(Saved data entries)
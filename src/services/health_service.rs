use crate::config::HealthConfig;
use crate::services::delivery::transport::MailTransport;
use crate::services::request_log::RequestLog;
use opentelemetry::{KeyValue, global, metrics::Gauge};
use std::fmt::Display;
use std::future::Future;
use std::sync::Arc;
use std::time::Duration;
use tokio::time::timeout;

#[derive(Clone, Debug)]
pub struct Metrics {
    pub status: Gauge<i64>,
}

impl Metrics {
    #[must_use]
    pub(crate) fn new() -> Self {
        let meter = global::meter("formrelay-server");
        Self {
            status: meter
                .i64_gauge("formrelay_health_status")
                .with_description("Status of health checks (1 for ok, 0 for error)")
                .build(),
        }
    }
}

impl Default for Metrics {
    fn default() -> Self {
        Self::new()
    }
}

#[derive(Clone, Debug)]
pub struct HealthService {
    transport: Arc<dyn MailTransport>,
    log: RequestLog,
    config: HealthConfig,
    metrics: Metrics,
}

impl HealthService {
    #[must_use]
    pub fn new(transport: Arc<dyn MailTransport>, log: RequestLog, config: HealthConfig) -> Self {
        Self { transport, log, config, metrics: Metrics::new() }
    }

    /// Checks that the primary mail transport accepts a session.
    ///
    /// # Errors
    /// Returns a string describing the failure if the server is unreachable.
    pub async fn check_transport(&self) -> Result<(), String> {
        let limit = Duration::from_millis(self.config.transport_timeout_ms);
        let label = format!("Mail transport {}", self.transport.name());
        self.probe("transport", &label, limit, self.transport.check()).await
    }

    /// Checks that the request log directory accepts writes.
    ///
    /// # Errors
    /// Returns a string describing the failure if the directory is not writable.
    pub async fn check_logs(&self) -> Result<(), String> {
        let limit = Duration::from_millis(self.config.logs_timeout_ms);
        let label = format!("Log directory {}", self.log.dir().display());
        self.probe("logs", &label, limit, self.log.check_writable()).await
    }

    async fn probe<E: Display>(
        &self,
        component: &'static str,
        label: &str,
        limit: Duration,
        check: impl Future<Output = Result<(), E>>,
    ) -> Result<(), String> {
        let result = match timeout(limit, check).await {
            Ok(Ok(())) => Ok(()),
            Ok(Err(e)) => Err(format!("{label} check failed: {e}")),
            Err(_) => Err(format!("{label} check timed out")),
        };

        let value = i64::from(result.is_ok());
        self.metrics.status.record(value, &[KeyValue::new("component", component)]);
        result
    }
}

**PROBLEM REQUIREMENTS:** Copy the data above in full, character for character.

**YOUR RESPONSE:**
filename src/services/health_service.rs
use crate::config::HealthConfig;
use crate::services::delivery::transport::MailTransport;
use crate::services::request_log::RequestLog;
use opentelemetry::{KeyValue, global, metrics::Gauge};
use std::fmt::Display;
use std::future::Future;
use std::sync::Arc;
use std::time::Duration;
use tokio::time::timeout;

#[derive(Clone, Debug)]
pub struct Metrics {
    pub status: Gauge<i64>,
}

impl Metrics {
    #[must_use]
    pub(crate) fn new() -> Self {
        let meter = global::meter("formrelay-server");
        Self {
            status: meter
                .i64_gauge("formrelay_health_status")
                .with_description("Status of health checks (1 for ok, 0 for error)")
                .build(),
        }
    }
}

impl Default for Metrics {
    fn default() -> Self {
        Self::new()
    }
}

#[derive(Clone, Debug)]
pub struct HealthService {
    transport: Arc<dyn MailTransport>,
    log: RequestLog,
    config: HealthConfig,
    metrics: Metrics,
}

impl HealthService {
    #[must_use]
    pub fn new(transport: Arc<dyn MailTransport>, log: RequestLog, config: HealthConfig) -> Self {
        Self { transport, log, config, metrics: Metrics::new() }
    }

    /// Checks that the primary mail transport accepts a session.
    ///
    /// # Errors
    /// Returns a string describing the failure if the server is unreachable.
    pub async fn check_transport(&self) -> Result<(), String> {
        let limit = Duration::from_millis(self.config.transport_timeout_ms);
        let label = format!("Mail transport {}", self.transport.name());
        self.probe("transport", &label, limit, self.transport.check()).await
    }

    /// Checks that the request log directory accepts writes.
    ///
    /// # Errors
    /// Returns a string describing the failure if the directory is not writable.
    pub async fn check_logs(&self) -> Result<(), String> {
        let limit = Duration::from_millis(self.config.logs_timeout_ms);
        let label = format!("Log directory {}", self.log.dir().display());
        self.probe("logs", &label, limit, self.log.check_writable()).await
    }

    async fn probe<E: Display>(
        &self,
        component: &'static str,
        label: &str,
        limit: Duration,
        check: impl Future<Output = Result<(), E>>,
    ) -> Result<(), String> {
        let result = match timeout(limit, check).await {
            Ok(Ok(())) => Ok(()),
            Ok(Err(e)) => Err(format!("{label} check failed: {e}")),
            Err(_) => Err(format!("{label} check timed out")),
        };

        let value = i64::from(result.is_ok());
        self.metrics.status.record(value, &[KeyValue::new("component", component)]);
        result
    }
}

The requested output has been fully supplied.